Posted by Big Gary, MoHDCICOF  in  Cut and Shoot, Texas  on  Mon Sep 25, 2006  at  02:59 PM
I'm with Big Gary on this.

Also, I'm just a layman, but the "duck egg" looks an awful lot like a chicken egg. And, since there was reportedly no egg innards, why on earth would you call it a "duck egg"?
Posted by JoeDaJuggler  in  St.

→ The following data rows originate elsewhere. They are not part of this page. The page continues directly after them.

//! # Desktop Bridge Implementations
//!
//! Default bridge adapters for desktop hosts (macOS, Windows, Linux):
//! - `HttpClient` using `reqwest`
//! - `Navigator` that hands the authorize URL to the system browser
//!
//! ## Usage
//!
//! ```ignore
//! use bridge_desktop::{ReqwestHttpClient, SystemBrowserNavigator};
//! use std::sync::Arc;
//!
//! let config = CoreConfig::builder()
//!     .http_client(Arc::new(ReqwestHttpClient::new()))
//!     .navigator(Arc::new(SystemBrowserNavigator::new()))
//!     .build()?;
//! ```

mod http;
mod navigation;

pub use http::ReqwestHttpClient;
pub use navigation::SystemBrowserNavigator;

Louis, MO  on  Mon Sep 25, 2006  at  04:37 PM
You see, when a duck and a minnow really love one another...

I'm actually tempted to think that the eggshell wasn't unbroken, speaking from experiance, one rarely checks carefully for cracks when they pick up a random egg they find lying about.

I'm going to actually assume that there allready a small crack or fissure in the egg that they missed, where minnows could have entered and, finding a tiny hiding spot full of delicious and nutritious egg goo and duck fetus, proceeded to gorge themselves and trap themselves inside their tastey, tastey prison.

It's a bit of a streach, though. :/ That, or somebody's just messing around.
Posted by Agatha  in  Eau Claire, WI  on  Mon Sep 25, 2006  at  05:48 PM
I have to agree with JoeDaJuggler, it really does look like a chicken's egg, and it really does not seem possible to have three full-grown minnows trapped in a fowl's egg, so I'm saying it's got to be a prank.
Posted by Spoon Man  on  Mon Sep 25, 2006  at  06:24 PM
Well.. were.nt they lucky?

Almost too lucky... ooohhh I am a cynic
Posted by Peter  in  l  on  Mon Sep 25, 2006  at  07:02 PM
It's obviously someone's idea of a yolk
Posted by Shelley  on  Mon Sep 25, 2006  at  10:41 PM
I like Agatha's theory.
Posted by Razela  in  Chicago, IL  on  Tue Sep 26, 2006  at  02:44 AM
Looks like a duck egg to me, but I still call hoax. My guess is that they want to see what daft and implausible (or outlandish yet just-about-plausible) ideas readers of NS come up with - at which point they'll be all 'ha ha, you suckers, you have had the foolishness pulled over your eyes!'
Posted by outeast  in  Prague  on  Tue Sep 26, 2006  at  04:39 AM
Does look like a true duck-egg (right size, shape, colour).

Fish cannot live without water containing oxygen though. So the eggshell must have been open to fresh water, if the story is to be believed.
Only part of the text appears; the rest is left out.